Copy the lines below verbatim. Begin with the first and end with the line containing "type Rejection = ApiError;".

(Saved entries)
◇ ◇ ◇

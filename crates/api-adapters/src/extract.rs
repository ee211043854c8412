//! Request extractors: the admin guard and the client address used for
//! login throttling.

use std::convert::Infallible;
use std::net::SocketAddr;

use axum::{
    extract::{ConnectInfo, FromRequestParts},
    http::{header::AUTHORIZATION, request::Parts, HeaderMap},
};

use crate::error::ApiError;
use crate::state::ApiState;

/// Proof that the request carries a live admin session. Handlers that take
/// this argument are admin-only.
#[derive(Debug, Clone, Copy)]
pub struct AdminSession;

impl FromRequestParts<ApiState> for AdminSession {
    type Rejection = ApiError;

    async fn from_request_parts(parts: &mut Parts, state: &ApiState) -> Result<Self, Self::Rejection> {
        state.auth.authorize(authorization(&parts.headers))?;
        Ok(AdminSession)
    }
}

pub fn authorization(headers: &HeaderMap) -> Option<&str> {
    headers.get(AUTHORIZATION).and_then(|h| h.to_str().ok())
}

/// Best-effort client address: first `X-Forwarded-For` hop, then the socket
/// peer, then `"unknown"`. The header is client-controlled, so a client that
/// talks to the server directly can pick its own throttling bucket.
#[derive(Debug, Clone, PartialEq, Eq)]
pub struct ClientIp(pub String);

impl<S> FromRequestParts<S> for ClientIp
where
    S: Send + Sync,
{
    type Rejection = Infallible;

    async fn from_request_parts(parts: &mut Parts, _state: &S) -> Result<Self, Self::Rejection> {
        let peer = parts
            .extensions
            .get::<ConnectInfo<SocketAddr>>()
            .map(|ConnectInfo(addr)| *addr);
        Ok(ClientIp(client_ip(&parts.headers, peer)))
    }
}

pub fn client_ip(headers: &HeaderMap, peer: Option<SocketAddr>) -> String {
    let forwarded = headers
        .get("x-forwarded-for")
        .and_then(|h| h.to_str().ok())
        .and_then(|v| v.split(',').next())
        .map(str::trim)
        .filter(|ip| !ip.is_empty());

    match (forwarded, peer) {
        (Some(ip), _) => ip.to_string(),
        (None, Some(addr)) => addr.ip().to_string(),
        (None, None) => "unknown".to_string(),
    }
}
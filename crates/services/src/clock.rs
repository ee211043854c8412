//! Clock implementations for the `Clock` port.

use std::sync::Mutex;

use chrono::{DateTime, Duration, Utc};
use domains::Clock;

/// Wall-clock time.
#[derive(Debug, Default, Clone, Copy)]
pub struct SystemClock;

impl Clock for SystemClock {
    fn now(&self) -> DateTime<Utc> {
        Utc::now()
    }
}

/// A clock that only moves when told to. Used by tests across the workspace.
#[derive(Debug)]
pub struct ManualClock {
    now: Mutex<DateTime<Utc>>,
}

impl ManualClock {
    pub fn new(start: DateTime<Utc>) -> Self {
        Self { now: Mutex::new(start) }
    }

    pub fn advance(&self, by: Duration) {
        let mut now = self.now.lock().unwrap_or_else(|e| e.into_inner());
        *now += by;
    }
}

impl Clock for ManualClock {
    fn now(&self) -> DateTime<Utc> {
        *self.now.lock().unwrap_or_else(|e| e.into_inner())
    }
}
//! # dorm-site
//!
//! Assembles the site from configuration: one content store, one media
//! store and an optional mailer, chosen once at startup.
//!
//! `dorm-site hash-password <password>` prints an Argon2 hash for
//! `admin.password` and exits.

use std::net::SocketAddr;
use std::sync::Arc;

use anyhow::{bail, Context};
use api_adapters::{build_router, ApiState, RouterOptions, StaticUploads};
use auth_adapters::{hash_password, RandomTokenSource, StaticCredentials};
use configs::{ContentBackend, MailSettings, MailTransport, MediaBackend, Settings};
use domains::{Announcement, Clock, ContentRepo, Event, Mailer, MediaStore};
use secrecy::{ExposeSecret, SecretString};
use services::{
    AdminAuth, AnnouncementService, ContactService, EventService, LoginRateLimiter, SessionStore,
    SystemClock,
};
use storage_adapters::{JsonFileRepo, LocalMediaStore};
use tokio::net::TcpListener;
use tokio::signal;
use tracing::{info, warn};
use tracing_subscriber::{layer::SubscriberExt, util::SubscriberInitExt, EnvFilter};

struct ContentStores {
    events: Arc<dyn ContentRepo<Event>>,
    announcements: Arc<dyn ContentRepo<Announcement>>,
}

#[tokio::main]
async fn main() -> anyhow::Result<()> {
    let args: Vec<String> = std::env::args().collect();
    if args.get(1).map(String::as_str) == Some("hash-password") {
        let Some(password) = args.get(2) else {
            bail!("usage: dorm-site hash-password <password>");
        };
        println!("{}", hash_password(password)?);
        return Ok(());
    }

    configs::load_dotenv();
    init_tracing();
    info!(version = env!("CARGO_PKG_VERSION"), "dorm-site starting");

    let settings = Settings::load().context("invalid configuration")?;
    let clock: Arc<dyn Clock> = Arc::new(SystemClock);

    let content = build_content(&settings).await?;
    content.events.ensure_initialized().await?;
    content.announcements.ensure_initialized().await?;

    let (media, uploads) = build_media(&settings).await?;
    let mailer = build_mailer(&settings)?;

    let admin_password = settings
        .admin
        .password
        .clone()
        .context("admin.password is required")?;
    let credentials = StaticCredentials::new(settings.admin.username.clone(), admin_password);
    if !credentials.is_hashed() {
        warn!("admin.password is plain text; consider `dorm-site hash-password`");
    }

    let auth = AdminAuth::new(
        Arc::new(credentials),
        SessionStore::with_defaults(clock.clone(), Arc::new(RandomTokenSource)),
        LoginRateLimiter::with_defaults(clock.clone()),
    );

    let state = ApiState {
        auth: Arc::new(auth),
        events: Arc::new(EventService::new(content.events, media.clone(), clock.clone())),
        announcements: Arc::new(AnnouncementService::new(content.announcements, media, clock)),
        contact: Arc::new(ContactService::new(mailer)),
    };

    let options = RouterOptions {
        cors_origins: settings.server.cors_origins.clone(),
        uploads,
    };
    let app = build_router(state, &options);

    let address = settings.server.bind_addr();
    let listener = TcpListener::bind(&address)
        .await
        .with_context(|| format!("failed to bind {address}"))?;
    info!(%address, "listening");

    axum::serve(listener, app.into_make_service_with_connect_info::<SocketAddr>())
        .with_graceful_shutdown(shutdown_signal())
        .await?;

    info!("shutdown complete");
    Ok(())
}

fn init_tracing() {
    let env_filter = EnvFilter::try_from_default_env().unwrap_or_else(|_| "info".into());
    let format = std::env::var("DORM_LOG_FORMAT").unwrap_or_default();

    if format.eq_ignore_ascii_case("json") {
        tracing_subscriber::registry()
            .with(env_filter)
            .with(tracing_subscriber::fmt::layer().json().with_target(true))
            .init();
    } else {
        tracing_subscriber::registry()
            .with(env_filter)
            .with(tracing_subscriber::fmt::layer())
            .init();
    }
}

async fn build_content(settings: &Settings) -> anyhow::Result<ContentStores> {
    match settings.content.backend {
        ContentBackend::Json => {
            let dir = &settings.content.data_dir;
            info!(dir = %dir.display(), "content backend: json files");
            Ok(ContentStores {
                events: Arc::new(JsonFileRepo::<Event>::in_dir(dir)),
                announcements: Arc::new(JsonFileRepo::<Announcement>::in_dir(dir)),
            })
        }
        #[cfg(feature = "db-postgres")]
        ContentBackend::Postgres => {
            let url = settings
                .content
                .database_url
                .as_ref()
                .context("content.database_url is required")?;
            let repo = Arc::new(storage_adapters::PgContentRepo::connect(url.expose_secret()).await?);
            info!("content backend: postgres");
            Ok(ContentStores {
                events: repo.clone(),
                announcements: repo,
            })
        }
        #[cfg(not(feature = "db-postgres"))]
        ContentBackend::Postgres => bail!("postgres content backend is not compiled in"),
    }
}

async fn build_media(settings: &Settings) -> anyhow::Result<(Arc<dyn MediaStore>, Option<StaticUploads>)> {
    let media = &settings.media;
    match media.backend {
        MediaBackend::Local => {
            let prefix = media.public_prefix.trim_matches('/');
            if prefix.is_empty() {
                bail!("media.public_prefix must name a path such as /uploads");
            }
            let url_prefix = format!("/{prefix}");
            let store = LocalMediaStore::new(media.uploads_dir.clone(), &url_prefix);
            store.ensure_root().await?;
            let uploads = StaticUploads {
                dir: media.uploads_dir.clone(),
                url_prefix,
            };
            info!(dir = %media.uploads_dir.display(), "media backend: local");
            Ok((Arc::new(store), Some(uploads)))
        }
        #[cfg(feature = "media-cloudinary")]
        MediaBackend::Cloudinary => {
            let c = &settings.cloudinary;
            let config = storage_adapters::CloudinaryConfig {
                cloud_name: c.cloud_name.clone().unwrap_or_default(),
                api_key: c.api_key.clone().unwrap_or_default(),
                api_secret: c
                    .api_secret
                    .clone()
                    .unwrap_or_else(|| SecretString::from(String::new())),
                folder: media.folder.clone(),
            };
            info!(cloud = %config.cloud_name, "media backend: cloudinary");
            Ok((Arc::new(storage_adapters::CloudinaryMediaStore::new(config)), None))
        }
        #[cfg(feature = "media-supabase")]
        MediaBackend::Supabase => {
            let s = &settings.supabase;
            let config = storage_adapters::SupabaseConfig {
                url: s.url.clone().unwrap_or_default(),
                service_key: s
                    .service_key
                    .clone()
                    .unwrap_or_else(|| SecretString::from(String::new())),
                bucket: s.bucket.clone().unwrap_or_default(),
            };
            info!(bucket = %config.bucket, "media backend: supabase");
            Ok((Arc::new(storage_adapters::SupabaseMediaStore::new(config)), None))
        }
        #[allow(unreachable_patterns)]
        other => bail!("media backend `{}` is not compiled in", other.as_str()),
    }
}

fn build_mailer(settings: &Settings) -> anyhow::Result<Option<Arc<dyn Mailer>>> {
    let mail = &settings.mail;
    if !mail.is_configured() {
        warn!("mail is not configured; contact form submissions will fail");
        return Ok(None);
    }
    let mailer = match mail.transport {
        MailTransport::Resend => resend_mailer(mail)?,
        MailTransport::Smtp => smtp_mailer(mail)?,
    };
    Ok(Some(mailer))
}

#[cfg(feature = "mail-resend")]
fn resend_mailer(mail: &MailSettings) -> anyhow::Result<Arc<dyn Mailer>> {
    let config = mail_adapters::ResendConfig {
        api_key: mail
            .api_key
            .clone()
            .unwrap_or_else(|| SecretString::from(String::new())),
        from: mail.sender(),
        to: mail.destination().unwrap_or_default(),
    };
    info!(to = %config.to, "mail provider: resend");
    Ok(Arc::new(mail_adapters::ResendMailer::new(config)))
}

#[cfg(not(feature = "mail-resend"))]
fn resend_mailer(_mail: &MailSettings) -> anyhow::Result<Arc<dyn Mailer>> {
    bail!("mail is configured but the resend transport is not compiled in")
}

#[cfg(feature = "mail-smtp")]
fn smtp_mailer(mail: &MailSettings) -> anyhow::Result<Arc<dyn Mailer>> {
    let config = mail_adapters::SmtpConfig {
        host: mail.smtp.host.trim().to_string(),
        port: mail.smtp.port,
        username: mail.smtp.user.clone().unwrap_or_default().trim().to_string(),
        password: mail
            .smtp
            .password
            .clone()
            .unwrap_or_else(|| SecretString::from(String::new())),
        from: mail.sender(),
        to: mail.destination().unwrap_or_default(),
    };
    info!(to = %config.to, host = %config.host, port = config.port, "mail provider: smtp");
    Ok(Arc::new(mail_adapters::SmtpMailer::new(config)?))
}

#[cfg(not(feature = "mail-smtp"))]
fn smtp_mailer(_mail: &MailSettings) -> anyhow::Result<Arc<dyn Mailer>> {
    bail!("mail is configured but the smtp transport is not compiled in")
}

async fn shutdown_signal() {
    let ctrl_c = async {
        if let Err(e) = signal::ctrl_c().await {
            warn!(error = %e, "failed to listen for ctrl-c");
            std::future::pending::<()>().await;
        }
        info!("received ctrl-c, shutting down");
    };

    #[cfg(unix)]
    let terminate = async {
        match signal::unix::signal(signal::unix::SignalKind::terminate()) {
            Ok(mut stream) => {
                stream.recv().await;
                info!("received terminate signal, shutting down");
            }
            Err(e) => {
                warn!(error = %e, "failed to install SIGTERM handler");
                std::future::pending::<()>().await;
            }
        }
    };

    #[cfg(not(unix))]
    let terminate = std::future::pending::<()>();

    tokio::select! {
        _ = ctrl_c => {},
        _ = terminate => {},
    }
}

◇ ◇ ◇

# ANSWER TO THIS TASK
filename crates/api-adapters/src/extract.rs
repository ee211043854c8412
//! Request extractors: the admin guard and the client address used for
//! login throttling.

use std::convert::Infallible;
use std::net::SocketAddr;

use axum::{
    extract::{ConnectInfo, FromRequestParts},
    http::{header::AUTHORIZATION, request::Parts, HeaderMap},
};

use crate::error::ApiError;
use crate::state::ApiState;

/// Proof that the request carries a live admin session. Handlers that take
/// this argument are admin-only.
#[derive(Debug, Clone, Copy)]
pub struct AdminSession;

impl FromRequestParts<ApiState> for AdminSession {
    type Rejection = ApiError;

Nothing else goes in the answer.